PRAWN AND CRAB COCKTAIL
(serves four to six)
200g cooked, peeled prawns
500g cooked crab-meat
Juice of 2 limes
4 tbsp creme fraiche
Glug of olive oil
Bunch of flatleaf parsley, finely chopped
Juice of two lemons
Salt and black pepper
3 tbsp mayonnaise
2 tbsp ketchup
2 tbsp fresh grated horseradish
Few splashes of Tabasco sauce
1 Iceberg lettuce
Chop the prawns up, but leave four to six whole as garnish. Pick through the crab meat, picking out any shell and then mix with the lime juice, and half the creme fraiche, the olive oil and parsley.

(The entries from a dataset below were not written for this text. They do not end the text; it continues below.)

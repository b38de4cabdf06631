//! Runtime configuration resolved from the process environment.
//!
//! # Invariants
//! - Blank or unparsable values fall back to defaults; resolution never fails.

use crate::logging::{default_log_level, parse_level};
use std::path::PathBuf;

pub const DB_PATH_ENV: &str = "CHILLNOTE_DB_PATH";
pub const LOG_LEVEL_ENV: &str = "CHILLNOTE_LOG_LEVEL";
const DEFAULT_DB_FILE_NAME: &str = "chillnote.sqlite3";

/// Settings shared by the FFI layer and the core.
#[derive(Debug, Clone, PartialEq, Eq)]
pub struct CoreConfig {
    /// SQLite file holding the notes blob.
    pub db_path: PathBuf,
    /// Normalized `trace|debug|info|warn|error`.
    pub log_level: &'static str,
}

impl CoreConfig {
    pub fn from_env() -> Self {
        Self::from_lookup(|name| std::env::var(name).ok())
    }

    /// Resolves settings through `lookup`, which maps a variable name to its value.
    pub fn from_lookup(lookup: impl Fn(&str) -> Option<String>) -> Self {
        let db_path = non_blank(lookup(DB_PATH_ENV))
            .map(PathBuf::from)
            .unwrap_or_else(|| std::env::temp_dir().join(DEFAULT_DB_FILE_NAME));
        let log_level = non_blank(lookup(LOG_LEVEL_ENV))
            .and_then(|raw| parse_level(&raw).ok())
            .unwrap_or_else(default_log_level);

        Self { db_path, log_level }
    }
}

impl Default for CoreConfig {
    fn default() -> Self {
        Self::from_lookup(|_| None)
    }
}

fn non_blank(value: Option<String>) -> Option<String> {
    value
        .map(|raw| raw.trim().to_string())
        .filter(|trimmed| !trimmed.is_empty())
}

In a separate bowl, mix the lemon juice with the last two tablespoons of creme fraiche, the mayonnaise, ketchup, horseradish and Tabasco sauce. Season and add more horseradish or Tabasco if you want more kick. Add a few tablespoons of the cocktail sauce to the crab mixture until you have a nice consistency (not too much sauce, but very tasty), then mix the chopped prawns with the rest of the cocktail sauce.
Finely chop the iceberg lettuce and place in the bottom of a glass. Top with crab then some more lettuce, and then the prawns.